■ Data shown ■
use cask_archive::ArchiveError;
use cask_fetch::{CacheError, DownloadError};
use cask_platform::PlatformError;
use cask_verify::VerifyError;
use cask_version::Version;
use thiserror::Error;

pub type Result<T> = std::result::Result<T, MirrorError>;

#[derive(Debug, Error)]
pub enum MirrorError {
    #[error("a mirror needs storage, a pull-through downloader, or both")]
    NoSource,

    #[error("writes are not supported on a pull-through mirror")]
    PullThroughWrite,

    #[error("version {0} already exists")]
    VersionExists(Version),

    #[error("version does not exist: {0}")]
    NoSuchVersion(Version),

    #[error("stored listing is corrupt: {0}")]
    CorruptListing(#[from] serde_json::Error),

    #[error(transparent)]
    Key(#[from] VerifyError),

    #[error(transparent)]
    Platform(#[from] PlatformError),

    #[error(transparent)]
    Archive(#[from] ArchiveError),

    #[error(transparent)]
    Storage(#[from] CacheError),

    #[error(transparent)]
    Download(#[from] DownloadError),
}
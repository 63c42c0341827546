//! Product-wide constants. Everything that names the product or its
//! default endpoints lives here so a rebrand touches one file.

/// Name of the product being distributed.
pub const PRODUCT_NAME: &str = "Cask";

/// Name of the executable inside release archives. Windows artifacts
/// carry a `.exe` suffix on top of this.
pub const BINARY_NAME: &str = "cask";

/// Prefix of every published artifact file name.
pub const ARTIFACT_PREFIX: &str = "cask_";

/// Default endpoint serving the version listing JSON.
pub const DEFAULT_API_URL: &str = "https://get.caskproject.org/cask/api.json";

/// Default artifact URL template. `{version}` and `{artifact}` are
/// substituted per download.
pub const DEFAULT_MIRROR_URL_TEMPLATE: &str =
    "https://github.com/caskproject/cask/releases/download/v{version}/{artifact}";

/// Base URL of the nightly build host.
pub const NIGHTLY_BASE_URL: &str = "https://nightlies.caskproject.org";

/// Hard ceiling on the decompressed size of any single extracted file.
/// Guards against decompression bombs.
pub const MAX_UNCOMPRESSED_SIZE: u64 = 1024 * 1024 * 1024 * 1024;
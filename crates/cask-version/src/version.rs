use std::cmp::Ordering;
use std::fmt;
use std::str::FromStr;

use once_cell::sync::Lazy;
use regex::Regex;
use serde::de::Error as _;
use serde::{Deserialize, Deserializer, Serialize, Serializer};

use crate::error::{Result, VersionError};
use crate::stability::Stability;

static VERSION_RE: Lazy<Regex> = Lazy::new(|| {
    Regex::new(
        r"^(?P<major>[0-9]+)\.(?P<minor>[0-9]+)\.(?P<patch>[0-9]+)(?:-(?P<stability>alpha|beta|rc)(?P<stabilityver>[0-9]+))?$",
    )
    .expect("version regex")
});

/// A validated release version.
///
/// Only successfully parsed instances exist, so accessors never fail.
/// Equality is equality of the original string; ordering is over the
/// `(major, minor, patch, stability, stability number)` tuple.
#[derive(Debug, Clone, PartialEq, Eq, Hash)]
pub struct Version {
    raw: String,
    major: u64,
    minor: u64,
    patch: u64,
    stability: Stability,
    stability_ver: Option<u64>,
}

impl Version {
    pub fn parse(s: &str) -> Result<Self> {
        let caps = VERSION_RE
            .captures(s)
            .ok_or_else(|| VersionError::InvalidVersion(s.to_string()))?;

        let field = |name: &str| -> Result<u64> {
            caps.name(name)
                .expect("mandatory capture")
                .as_str()
                .parse()
                .map_err(|_| VersionError::InvalidVersion(s.to_string()))
        };

        let stability = match caps.name("stability") {
            Some(m) => m.as_str().parse()?,
            None => Stability::Stable,
        };
        let stability_ver = match caps.name("stabilityver") {
            Some(m) => Some(
                m.as_str()
                    .parse()
                    .map_err(|_| VersionError::InvalidVersion(s.to_string()))?,
            ),
            None => None,
        };

        Ok(Self {
            raw: s.to_string(),
            major: field("major")?,
            minor: field("minor")?,
            patch: field("patch")?,
            stability,
            stability_ver,
        })
    }

    pub fn as_str(&self) -> &str {
        &self.raw
    }

    pub fn major(&self) -> u64 {
        self.major
    }

    pub fn minor(&self) -> u64 {
        self.minor
    }

    pub fn patch(&self) -> u64 {
        self.patch
    }

    pub fn stability(&self) -> Stability {
        self.stability
    }

    /// The numeric suffix of a pre-release, e.g. `2` for `1.0.0-beta2`.
    /// `None` for stable versions.
    pub fn stability_ver(&self) -> Option<u64> {
        self.stability_ver
    }
}

impl Ord for Version {
    fn cmp(&self, other: &Self) -> Ordering {
        (
            self.major,
            self.minor,
            self.patch,
            self.stability,
            self.stability_ver,
        )
            .cmp(&(
                other.major,
                other.minor,
                other.patch,
                other.stability,
                other.stability_ver,
            ))
    }
}

impl PartialOrd for Version {
    fn partial_cmp(&self, other: &Self) -> Option<Ordering> {
        Some(self.cmp(other))
    }
}

impl fmt::Display for Version {
    fn fmt(&self, f: &mut fmt::Formatter<'_>) -> fmt::Result {
        f.write_str(&self.raw)
    }
}

impl FromStr for Version {
    type Err = VersionError;

    fn from_str(s: &str) -> Result<Self> {
        Version::parse(s)
    }
}

impl Serialize for Version {
    fn serialize<S: Serializer>(&self, serializer: S) -> std::result::Result<S::Ok, S::Error> {
        serializer.serialize_str(&self.raw)
    }
}

impl<'de> Deserialize<'de> for Version {
    fn deserialize<D: Deserializer<'de>>(deserializer: D) -> std::result::Result<Self, D::Error> {
        let raw = String::deserialize(deserializer)?;
        Version::parse(&raw).map_err(D::Error::custom)
    }
}

/// A version together with the artifact file names published for it.
#[derive(Debug, Clone, PartialEq, Eq, Serialize, Deserialize)]
pub struct VersionWithArtifacts {
    pub id: Version,
    pub files: Vec<String>,
}

/// Sorts a listing newest-first. The sort is stable, so entries the
/// comparator cannot distinguish keep their server-provided order.
pub fn sort_descending(versions: &mut [VersionWithArtifacts]) {
    versions.sort_by(|a, b| b.id.cmp(&a.id));
}

#[cfg(test)]
mod tests {
    use super::*;

    #[test]
    fn parses_stable_and_pre_release() {
        let v = Version::parse("1.2.3").unwrap();
        assert_eq!(v.major(), 1);
        assert_eq!(v.minor(), 2);
        assert_eq!(v.patch(), 3);
        assert_eq!(v.stability(), Stability::Stable);
        assert_eq!(v.stability_ver(), None);

        let v = Version::parse("1.2.3-rc4").unwrap();
        assert_eq!(v.stability(), Stability::Rc);
        assert_eq!(v.stability_ver(), Some(4));
    }

    #[test]
    fn rejects_malformed_input() {
        for bad in [
            "",
            "1",
            "1.2",
            "1.2.3.4",
            "1.2.3-rc",
            "1.2.3-gamma1",
            "v1.2.3",
            "1.2.3 ",
            "1.2.3-rc1extra",
        ] {
            assert!(Version::parse(bad).is_err(), "accepted {bad:?}");
        }
    }

    #[test]
    fn ordering_follows_stability_ranks() {
        let order = ["1.0.0-alpha1", "1.0.0-beta2", "1.0.0-rc1", "1.0.0"];
        for pair in order.windows(2) {
            let lo = Version::parse(pair[0]).unwrap();
            let hi = Version::parse(pair[1]).unwrap();
            assert!(lo < hi, "{lo} should order below {hi}");
        }

        let a = Version::parse("1.0.0-rc1").unwrap();
        let b = Version::parse("1.0.0-rc2").unwrap();
        assert!(a < b);

        let a = Version::parse("1.10.0").unwrap();
        let b = Version::parse("1.9.9").unwrap();
        assert!(a > b);
    }

    #[test]
    fn descending_sort_is_idempotent() {
        let mut listing: Vec<VersionWithArtifacts> = ["1.0.0-rc1", "1.1.0", "0.9.0", "1.0.0"]
            .iter()
            .map(|s| VersionWithArtifacts {
                id: s.parse().unwrap(),
                files: vec![],
            })
            .collect();

        sort_descending(&mut listing);
        let once: Vec<String> = listing.iter().map(|v| v.id.to_string()).collect();
        sort_descending(&mut listing);
        let twice: Vec<String> = listing.iter().map(|v| v.id.to_string()).collect();

        assert_eq!(once, vec!["1.1.0", "1.0.0", "1.0.0-rc1", "0.9.0"]);
        assert_eq!(once, twice);
    }

    #[test]
    fn serde_uses_the_raw_string() {
        let v = Version::parse("2.0.0-beta1").unwrap();
        let json = serde_json::to_string(&v).unwrap();
        assert_eq!(json, "\"2.0.0-beta1\"");
        let back: Version = serde_json::from_str(&json).unwrap();
        assert_eq!(back, v);

        assert!(serde_json::from_str::<Version>("\"not-a-version\"").is_err());
    }
}
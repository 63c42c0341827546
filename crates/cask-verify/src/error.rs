use thiserror::Error;

pub type Result<T> = std::result::Result<T, VerifyError>;

#[derive(Debug, Error)]
pub enum VerifyError {
    #[error("invalid key material: {0}")]
    InvalidKey(String),

    #[error("invalid signature encoding: {0}")]
    InvalidSignature(String),

    #[error("signature does not match the checksum manifest")]
    SignatureMismatch,

    #[error("no checksum recorded for artifact {artifact}")]
    MissingChecksum { artifact: String },

    #[error("checksum mismatch for artifact {artifact}: expected {expected}, got {actual}")]
    ChecksumMismatch {
        artifact: String,
        expected: String,
        actual: String,
    },
}
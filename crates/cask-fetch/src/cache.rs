use std::sync::Arc;
use std::time::{Duration, SystemTime};

use async_trait::async_trait;
use cask_version::{Version, VersionWithArtifacts};
use tokio_util::sync::CancellationToken;
use tracing::{debug, warn};

use crate::downloader::{ApiResponse, Downloader, filter_and_sort};
use crate::error::{DownloadError, Result};
use crate::options::{DownloadOptions, ListOptions};
use crate::storage::{CacheError, CacheStorage, StoredEntry};

/// How long a cached entry counts as fresh.
#[derive(Debug, Clone, Copy, Default, PartialEq, Eq)]
pub enum CacheTimeout {
    /// Never read or write the cache for this entry kind.
    #[default]
    Disabled,
    /// Cached entries never expire.
    Indefinite,
    /// Entries older than this are stale.
    ExpiresAfter(Duration),
}

impl CacheTimeout {
    /// Whether this policy reads or writes the cache at all.
    pub fn caches(self) -> bool {
        self != CacheTimeout::Disabled
    }

    /// Whether an entry written at the given time is still fresh.
    pub fn is_fresh(self, written_at: SystemTime) -> bool {
        match self {
            CacheTimeout::Disabled => false,
            CacheTimeout::Indefinite => true,
            CacheTimeout::ExpiresAfter(ttl) => written_at
                .elapsed()
                .map(|age| age < ttl)
                .unwrap_or(true),
        }
    }
}

/// Policy knobs for [`CachingDownloader`].
#[derive(Debug, Clone, Copy, Default)]
pub struct CacheConfig {
    /// Serve expired cache entries when the live fetch fails.
    pub allow_stale: bool,
    /// Freshness window for the version listing.
    pub listing_timeout: CacheTimeout,
    /// Freshness window for artifacts.
    pub artifact_timeout: CacheTimeout,
}

impl CacheConfig {
    pub fn new() -> Self {
        Self::default()
    }

    #[must_use]
    pub fn with_allow_stale(mut self, allow_stale: bool) -> Self {
        self.allow_stale = allow_stale;
        self
    }

    #[must_use]
    pub fn with_listing_timeout(mut self, timeout: CacheTimeout) -> Self {
        self.listing_timeout = timeout;
        self
    }

    #[must_use]
    pub fn with_artifact_timeout(mut self, timeout: CacheTimeout) -> Self {
        self.artifact_timeout = timeout;
        self
    }
}

/// Caching layer over any [`Downloader`].
///
/// Reads go through three tiers: fresh cache, then the backing downloader
/// (persisting the result best-effort), then the stale cache if the policy
/// allows it. When every tier fails the backing downloader's error is
/// returned, not a cache error.
///
/// The listing is cached unfiltered; stability filters are applied on the
/// way out, so one cached listing serves every filter.
pub struct CachingDownloader<D> {
    backing: D,
    storage: Arc<dyn CacheStorage>,
    config: CacheConfig,
}

impl<D: Downloader> CachingDownloader<D> {
    pub fn new(backing: D, storage: Arc<dyn CacheStorage>, config: CacheConfig) -> Self {
        Self {
            backing,
            storage,
            config,
        }
    }

    /// Downloads the newest `version_count` versions (all of them when
    /// `None`) into the cache, reporting progress as a percentage after
    /// each artifact. Cancellation is honored between artifacts; the
    /// artifact in flight is never abandoned half-written.
    pub async fn pre_warm(
        &self,
        version_count: Option<usize>,
        cancel: &CancellationToken,
        mut progress: impl FnMut(u8) + Send,
    ) -> Result<()> {
        let mut versions = self.list_versions(ListOptions::default()).await?;
        if let Some(count) = version_count {
            versions.truncate(count);
        }

        let total: usize = versions.iter().map(|entry| entry.files.len()).sum();
        let mut done = 0usize;
        for version in &versions {
            for artifact in &version.files {
                if cancel.is_cancelled() {
                    return Err(DownloadError::Cancelled);
                }
                self.download_artifact(version, artifact).await?;
                done += 1;
                progress((100 * done / total) as u8);
            }
        }
        Ok(())
    }

    async fn read_cached_listing(
        &self,
        options: ListOptions,
        allow_stale: bool,
    ) -> Result<Vec<VersionWithArtifacts>> {
        let entry = self.storage.read_listing().await?;
        self.check_freshness(&entry, self.config.listing_timeout, allow_stale, "listing")?;
        let response: ApiResponse = serde_json::from_slice(&entry.data)?;
        Ok(filter_and_sort(response.versions, options))
    }

    async fn read_cached_artifact(
        &self,
        version: &Version,
        artifact: &str,
        allow_stale: bool,
    ) -> Result<Vec<u8>> {
        let entry = self.storage.read_artifact(version, artifact).await?;
        self.check_freshness(&entry, self.config.artifact_timeout, allow_stale, artifact)?;
        Ok(entry.data)
    }

    fn check_freshness(
        &self,
        entry: &StoredEntry,
        timeout: CacheTimeout,
        allow_stale: bool,
        what: &str,
    ) -> Result<()> {
        if !allow_stale && !timeout.is_fresh(entry.written_at) {
            return Err(CacheError::Stale(what.to_string()).into());
        }
        Ok(())
    }
}

#[async_trait]
impl<D: Downloader> Downloader for CachingDownloader<D> {
    async fn list_versions(&self, options: ListOptions) -> Result<Vec<VersionWithArtifacts>> {
        if !self.config.listing_timeout.caches() {
            return self.backing.list_versions(options).await;
        }

        if let Ok(versions) = self.read_cached_listing(options, false).await {
            debug!("listing served from cache");
            return Ok(versions);
        }

        // The full listing is fetched and cached regardless of the filter.
        match self.backing.list_versions(ListOptions::default()).await {
            Ok(all) => {
                match serde_json::to_vec(&ApiResponse {
                    versions: all.clone(),
                }) {
                    Ok(body) => {
                        if let Err(err) = self.storage.store_listing(&body).await {
                            warn!(error = %err, "failed to persist listing to cache");
                        }
                    }
                    Err(err) => warn!(error = %err, "failed to encode listing for cache"),
                }
                Ok(filter_and_sort(all, options))
            }
            Err(live_err) => {
                if self.config.allow_stale {
                    if let Ok(versions) = self.read_cached_listing(options, true).await {
                        warn!("listing endpoint unreachable, serving stale cache");
                        return Ok(versions);
                    }
                }
                Err(live_err)
            }
        }
    }

    async fn download_artifact(
        &self,
        version: &VersionWithArtifacts,
        artifact: &str,
    ) -> Result<Vec<u8>> {
        if !self.config.artifact_timeout.caches() {
            return self.backing.download_artifact(version, artifact).await;
        }

        if let Ok(data) = self.read_cached_artifact(&version.id, artifact, false).await {
            debug!(artifact, "artifact served from cache");
            return Ok(data);
        }

        match self.backing.download_artifact(version, artifact).await {
            Ok(data) => {
                if let Err(err) = self
                    .storage
                    .store_artifact(&version.id, artifact, &data)
                    .await
                {
                    warn!(artifact, error = %err, "failed to persist artifact to cache");
                }
                Ok(data)
            }
            Err(live_err) => {
                if self.config.allow_stale {
                    if let Ok(data) =
                        self.read_cached_artifact(&version.id, artifact, true).await
                    {
                        warn!(artifact, "live download failed, serving stale cache");
                        return Ok(data);
                    }
                }
                Err(live_err)
            }
        }
    }

    fn verify_artifact(
        &self,
        artifact: &str,
        contents: &[u8],
        manifest: &[u8],
        signature: &[u8],
    ) -> Result<()> {
        self.backing
            .verify_artifact(artifact, contents, manifest, signature)
    }

    async fn download_nightly(&self, options: &DownloadOptions) -> Result<Vec<u8>> {
        // Nightlies rotate daily and are not worth caching.
        self.backing.download_nightly(options).await
    }
}
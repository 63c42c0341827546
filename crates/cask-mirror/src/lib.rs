//! Artifact mirroring for Cask releases.
//!
//! A [`Mirror`] serves the same listing and artifact layout the official
//! endpoints use, either as an origin (populated by a [`ReleaseBuilder`])
//! or as a pull-through cache in front of another [`Downloader`]. The
//! [`router`] function exposes it over HTTP so stock downloaders can point
//! at it unchanged.
//!
//! [`Downloader`]: cask_fetch::Downloader

pub use error::{MirrorError, Result};
pub use http::{router, serve};
pub use mirror::{Mirror, MirrorConfig};
pub use release::ReleaseBuilder;

mod error;
mod http;
mod mirror;
mod release;
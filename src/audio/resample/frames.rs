//! Frame plumbing shared by every converter strategy: the input side pulls
//! whole frames out of an [`AudioStream`], the output side applies volume,
//! routing and saturation.

use crate::audio::{
    AudioStream,
    constants::{INPUT_BUFFER_SAMPLES, OUTPUT_CHANNELS},
    sample::{self, Sample, SampleFormat, Volume},
};

use super::OutputMode;

/// One instant of audio: `[left, right]`. Mono input is duplicated.
pub type Frame = [Sample; 2];

// ─── InputBuffer ─────────────────────────────────────────────────────────────

/// Fixed-size staging buffer between the source and a converter.
///
/// Allocated once; refills compact the unread tail to the front so a stereo
/// frame split across two reads is reassembled.
pub struct InputBuffer {
    buf: Box<[Sample]>,
    start: usize,
    end: usize,
    channels: usize,
}

impl InputBuffer {
    pub fn new(stereo: bool) -> Self {
        Self {
            buf: vec![0; INPUT_BUFFER_SAMPLES].into_boxed_slice(),
            start: 0,
            end: 0,
            channels: if stereo { 2 } else { 1 },
        }
    }

    /// Next frame, refilling from `src` until a whole frame is buffered.
    /// `None` means a read came back empty before a frame was complete.
    pub fn next_frame<S: AudioStream + ?Sized>(&mut self, src: &mut S) -> Option<Frame> {
        loop {
            if let Some(frame) = self.pop_buffered() {
                return Some(frame);
            }
            if self.refill(src) == 0 {
                return None;
            }
        }
    }

    /// Next frame already held in the buffer; never touches the source.
    pub fn pop_buffered(&mut self) -> Option<Frame> {
        if self.end - self.start < self.channels {
            return None;
        }
        let left = self.buf[self.start];
        let right = if self.channels == 2 {
            self.buf[self.start + 1]
        } else {
            left
        };
        self.start += self.channels;
        Some([left, right])
    }

    /// Whole frames held in the buffer.
    pub fn buffered_frames(&self) -> usize {
        (self.end - self.start) / self.channels
    }

    /// Samples appended by one read.
    fn refill<S: AudioStream + ?Sized>(&mut self, src: &mut S) -> usize {
        if self.start > 0 {
            self.buf.copy_within(self.start..self.end, 0);
            self.end -= self.start;
            self.start = 0;
        }
        let n = src
            .read_buffer(&mut self.buf[self.end..])
            .min(self.buf.len() - self.end);
        self.end += n;
        n
    }
}

// ─── FrameWriter ─────────────────────────────────────────────────────────────

/// Final write stage: volume → routing → saturation.
#[derive(Debug, Clone, Copy)]
pub struct FrameWriter {
    pub reverse_stereo: bool,
    pub format: SampleFormat,
    pub mode: OutputMode,
}

impl FrameWriter {
    /// Number of whole output frames `out` can take, capped at `requested`.
    #[inline]
    pub fn capacity(out: &[Sample], requested: usize) -> usize {
        requested.min(out.len() / OUTPUT_CHANNELS)
    }

    /// Write one frame at frame index `index`.
    ///
    /// `left`/`right` are source channels; the volumes follow the source
    /// channel, `reverse_stereo` only changes the destination slot.
    #[inline]
    pub fn write(
        &self,
        out: &mut [Sample],
        index: usize,
        left: i32,
        right: i32,
        vol_l: Volume,
        vol_r: Volume,
    ) {
        let base = index * OUTPUT_CHANNELS;
        let (l_slot, r_slot) = if self.reverse_stereo {
            (base + 1, base)
        } else {
            (base, base + 1)
        };
        let l = sample::scale_volume(left, vol_l);
        let r = sample::scale_volume(right, vol_r);

        match self.mode {
            OutputMode::Replace => {
                sample::store(&mut out[l_slot], l, self.format);
                sample::store(&mut out[r_slot], r, self.format);
            }
            OutputMode::Mix => {
                sample::clamped_add(&mut out[l_slot], l, self.format);
                sample::clamped_add(&mut out[r_slot], r, self.format);
            }
        }
    }

    #[inline]
    pub fn write_frame(
        &self,
        out: &mut [Sample],
        index: usize,
        frame: Frame,
        vol_l: Volume,
        vol_r: Volume,
    ) {
        self.write(out, index, frame[0] as i32, frame[1] as i32, vol_l, vol_r);
    }
}
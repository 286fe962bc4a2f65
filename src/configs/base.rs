use std::path::Path;

use serde::{Deserialize, Serialize};

use crate::common::types::AnyResult;
use crate::configs::*;

#[derive(Debug, Deserialize, Serialize, Clone, Default)]
pub struct Config {
    pub logging: Option<LoggingConfig>,
    #[serde(default)]
    pub converter: ConverterSettings,
    #[serde(default)]
    pub job: JobConfig,
}

impl Config {
    /// Load `path`, or the first of `config.toml` / `config.default.toml`.
    pub fn load(path: Option<&str>) -> AnyResult<Self> {
        let config_path = match path {
            Some(p) => p,
            None if Path::new("config.toml").exists() => "config.toml",
            None if Path::new("config.default.toml").exists() => "config.default.toml",
            None => return Err("config.toml or config.default.toml not found".into()),
        };

        eprintln!("Loading configuration from: {}", config_path);

        let config_str = std::fs::read_to_string(config_path)?;
        if config_str.trim().is_empty() {
            return Err(format!("{} is empty", config_path).into());
        }

        Self::parse(&config_str)
    }

    pub fn parse(config_str: &str) -> AnyResult<Self> {
        let config: Config = toml::from_str(config_str)?;
        if config.job.chunk_frames == 0 {
            return Err("job.chunk_frames must be greater than zero".into());
        }
        Ok(config)
    }
}
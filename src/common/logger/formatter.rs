use core::fmt as core_fmt;

use tracing::{Event, Level, Subscriber};
use tracing_subscriber::{
    fmt::{
        self, FmtContext,
        format::{FormatEvent, FormatFields},
    },
    registry::LookupSpan,
};

/// `[timestamp] LEVEL target:line > message`
pub struct LogFormatter {
    use_ansi: bool,
}

impl LogFormatter {
    pub fn new(use_ansi: bool) -> Self {
        Self { use_ansi }
    }

    fn level_color(level: &Level) -> &'static str {
        match *level {
            Level::ERROR => "\x1b[31m", // Red
            Level::WARN => "\x1b[33m",  // Yellow
            Level::INFO => "\x1b[32m",  // Green
            Level::DEBUG => "\x1b[34m", // Blue
            Level::TRACE => "\x1b[35m", // Magenta
        }
    }
}

impl<S, N> FormatEvent<S, N> for LogFormatter
where
    S: Subscriber + for<'a> LookupSpan<'a>,
    N: for<'a> FormatFields<'a> + 'static,
{
    fn format_event(
        &self,
        ctx: &FmtContext<'_, S, N>,
        mut writer: fmt::format::Writer<'_>,
        event: &Event<'_>,
    ) -> core_fmt::Result {
        let (reset, bold, dim) = if self.use_ansi {
            ("\x1b[0m", "\x1b[1m", "\x1b[2m")
        } else {
            ("", "", "")
        };

        let format = time::macros::format_description!(
            "[year]-[month]-[day] [hour]:[minute]:[second].[subsecond digits:3]"
        );
        let now =
            time::OffsetDateTime::now_local().unwrap_or_else(|_| time::OffsetDateTime::now_utc());
        let timestamp = now
            .format(&format)
            .unwrap_or_else(|_| "Unknown Time".to_string());
        write!(writer, "{}[{}]{} ", dim, timestamp, reset)?;

        let metadata = event.metadata();
        let level = metadata.level();
        if self.use_ansi {
            write!(
                writer,
                "{}{}{: <5}{} ",
                Self::level_color(level),
                bold,
                level.as_str(),
                reset
            )?;
        } else {
            write!(writer, "{: <5} ", level.as_str())?;
        }

        let line = metadata
            .line()
            .map(|l| l.to_string())
            .unwrap_or_else(|| "??".to_string());
        write!(writer, "{}{}:{}{} > ", dim, metadata.target(), line, reset)?;

        ctx.format_fields(writer.by_ref(), event)?;
        writeln!(writer)
    }
}
use serde::{Deserialize, Serialize};

use crate::audio::{ConverterConfig, Interpolation, OutputMode, SampleFormat};

/// `[converter]` table: options that do not depend on the stream itself.
#[derive(Debug, Deserialize, Serialize, Clone, Copy, Default, PartialEq, Eq)]
#[serde(default)]
pub struct ConverterSettings {
    pub interpolation: Interpolation,
    pub sample_format: SampleFormat,
    pub output_mode: OutputMode,
    pub reverse_stereo: bool,
}

impl ConverterSettings {
    /// Combine with the stream's channel layout.
    pub fn to_converter_config(self, stereo: bool) -> ConverterConfig {
        ConverterConfig {
            stereo,
            reverse_stereo: self.reverse_stereo,
            sample_format: self.sample_format,
            output_mode: self.output_mode,
            interpolation: self.interpolation,
        }
    }
}
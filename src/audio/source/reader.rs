//! `ReaderSource` — raw little-endian `i16` PCM from any `io::Read`.

use std::io::{self, Read};

use byteorder::{LittleEndian, ReadBytesExt};
use tracing::warn;

use crate::audio::{AudioStream, sample::Sample};

pub struct ReaderSource<R> {
    reader: R,
    stereo: bool,
    eof: bool,
    samples_read: u64,
}

impl<R: Read> ReaderSource<R> {
    pub fn new(reader: R, stereo: bool) -> Self {
        Self {
            reader,
            stereo,
            eof: false,
            samples_read: 0,
        }
    }

    /// Total samples decoded so far.
    pub fn samples_read(&self) -> u64 {
        self.samples_read
    }
}

impl<R: Read> AudioStream for ReaderSource<R> {
    fn read_buffer(&mut self, buf: &mut [Sample]) -> usize {
        let mut filled = 0;
        while filled < buf.len() && !self.eof {
            match self.reader.read_i16::<LittleEndian>() {
                Ok(s) => {
                    buf[filled] = s;
                    filled += 1;
                }
                Err(e) if e.kind() == io::ErrorKind::UnexpectedEof => self.eof = true,
                Err(e) if e.kind() == io::ErrorKind::Interrupted => continue,
                Err(e) => {
                    warn!("PCM read failed, treating as end of stream: {}", e);
                    self.eof = true;
                }
            }
        }
        self.samples_read += filled as u64;
        filled
    }

    fn is_stereo(&self) -> bool {
        self.stereo
    }

    fn end_of_data(&self) -> bool {
        self.eof
    }
}
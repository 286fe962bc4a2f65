pub mod base;
pub mod converter;
pub mod job;
pub mod logging;

pub use base::*;
pub use converter::*;
pub use job::*;
pub use logging::*;
use std::io;

use thiserror::Error;

use crate::audio::RateError;

/// Failures of a file-to-file conversion job.
#[derive(Debug, Error)]
pub enum JobError {
    #[error("cannot open input {path}: {source}")]
    Open {
        path: String,
        #[source]
        source: io::Error,
    },
    #[error("cannot create output {path}: {source}")]
    Create {
        path: String,
        #[source]
        source: io::Error,
    },
    #[error("PCM write failed: {0}")]
    Write(#[from] io::Error),
    #[error(transparent)]
    Rate(#[from] RateError),
}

■ Task prompt ■
Only the number should be given: the count of lines in the entries that contain the string "ReaderSource".

■ Your solution ■
4